Abstract: Autism spectrum disorders are characterized by some difficulties with social interactions and communication, atypical patterns of behavior, and unusual reactions to emotions. Studies have found promising results regarding the effects of cannabis on autism. We conducted a systematic review of randomized clinical trials on the effects of cannabis derivatives and their analogs for autism. This review was developed according to the Cochrane Handbook for Systematic Reviews of Interventions and reported according to PRISMA 2020. The protocol was prospectively published in the PROSPERO database (CRD42023468300). We included randomized controlled trials with autism-diagnosed participants treated with any cannabis derivate or its analogs for therapeutic purposes. Two reviewers assessed titles and abstracts independently and potentially eligible full texts were assessed to confirm eligibility. After that, they extracted data using a standardized worksheet. Searches retrieved 1264 references, only 11 RCTs were included, four with available results for children/adolescents with autism. Five different cannabis presentations were tested. One trial pointed that cannabis may improve global assessment symptoms, but for other outcomes results were uncertain. No included study assessed quality of life. The certainty of evidence ranged from very low to low certainty for the assessed outcomes. Cannabis whole plant extract may improve global assessment symptoms, but the different cannabis presentations, outcome assessments and very low certainty of evidence from the included studies make it difficult to draw conclusions about cannabis for people with autism. This scenario of uncertainties impacts directly clinical practice and decision making.

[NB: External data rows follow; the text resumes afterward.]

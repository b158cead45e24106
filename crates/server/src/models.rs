use chrono::{DateTime, Utc};
use serde::{Deserialize, Serialize};
use uuid::Uuid;

#[derive(Debug, Clone, sqlx::FromRow)]
pub struct User {
    pub id: Uuid,
    pub name: String,
    pub email: String,
    pub password_hash: String,
    pub created_at: DateTime<Utc>,
}

/// The shape of a user on the wire. The password hash never serializes.
#[derive(Debug, Clone, Serialize)]
pub struct UserProfile {
    pub id: Uuid,
    pub name: String,
    pub email: String,
}

impl From<User> for UserProfile {
    fn from(user: User) -> Self {
        Self {
            id: user.id,
            name: user.name,
            email: user.email,
        }
    }
}

/// Identity resolved by the access guard and handed to handlers via
/// request extensions.
#[derive(Debug, Clone)]
pub struct AuthUser {
    pub id: Uuid,
    pub name: String,
    pub email: String,
}

impl From<User> for AuthUser {
    fn from(user: User) -> Self {
        Self {
            id: user.id,
            name: user.name,
            email: user.email,
        }
    }
}

#[derive(Debug, Serialize, sqlx::FromRow)]
#[serde(rename_all = "camelCase")]
pub struct Dataset {
    pub id: Uuid,
    pub name: String,
    pub description: Option<String>,
    /// Ordered array of row objects (JSONB).
    pub data: serde_json::Value,
    pub columns: Vec<String>,
    pub owner_id: Uuid,
    pub file_type: Option<String>,
    pub original_filename: Option<String>,
    pub ai_insights: Option<serde_json::Value>,
    pub ai_insights_at: Option<DateTime<Utc>>,
    pub created_at: DateTime<Utc>,
    pub updated_at: DateTime<Utc>,
}

#[derive(Debug, Serialize, Deserialize)]
pub struct Claims {
    pub sub: String,
    pub exp: usize,
}

// ── API payloads ────────────────────────────────────────────────

#[derive(Debug, Deserialize)]
pub struct RegisterRequest {
    pub name: String,
    pub email: String,
    pub password: String,
}

#[derive(Debug, Deserialize)]
pub struct LoginRequest {
    pub email: String,
    pub password: String,
}

/// Manual dataset creation. Fields are optional so that missing ones
/// produce the API's own validation error rather than a body-decode
/// rejection.
#[derive(Debug, Deserialize)]
pub struct CreateDatasetRequest {
    pub name: Option<String>,
    pub description: Option<String>,
    pub data: Option<Vec<serde_json::Map<String, serde_json::Value>>>,
    pub columns: Option<Vec<String>>,
}

#[cfg(test)]
mod tests {
    use super::*;

    #[test]
    fn dataset_serializes_camel_case() {
        let dataset = Dataset {
            id: Uuid::nil(),
            name: "sales".into(),
            description: None,
            data: serde_json::json!([{"a": 1}]),
            columns: vec!["a".into()],
            owner_id: Uuid::nil(),
            file_type: Some("csv".into()),
            original_filename: Some("sales.csv".into()),
            ai_insights: None,
            ai_insights_at: None,
            created_at: Utc::now(),
            updated_at: Utc::now(),
        };
        let value = serde_json::to_value(&dataset).unwrap();
        assert!(value.get("fileType").is_some());
        assert!(value.get("originalFilename").is_some());
        assert!(value.get("aiInsights").is_some());
        assert!(value.get("ownerId").is_some());
        assert!(value.get("file_type").is_none());
    }

    #[test]
    fn user_profile_has_no_password_hash() {
        let profile = UserProfile {
            id: Uuid::nil(),
            name: "A".into(),
            email: "a@x.com".into(),
        };
        let value = serde_json::to_value(&profile).unwrap();
        assert!(value.get("password_hash").is_none());
        assert_eq!(value.get("email").unwrap(), "a@x.com");
    }
}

🧠 While this systematic review identifies promising signals for cannabis derivatives in autism spectrum disorder, clinicians should note that the evidence base remains limited and heterogeneous, with most studies examining CBD or CBD-dominant formulations rather than whole-plant cannabis. Critical confounders include variability in dosing regimens, duration of treatment, patient age ranges, and outcome measures across trials, which complicate direct comparison and generalizability to individual patients. The mechanism by which cannabinoids may improve social communication, behavioral rigidity, or emotional regulation in autism remains incompletely understood, and long-term safety data in this population are sparse. Given these caveats, cannabis-based treatments for autism may warrant consideration in carefully selected patients with refractory symptoms or comorbidities like anxiety or sleep disturbance, but only after conventional interventions have been optimized and with clear documentation of baseline functioning and defined therapeutic endpoints.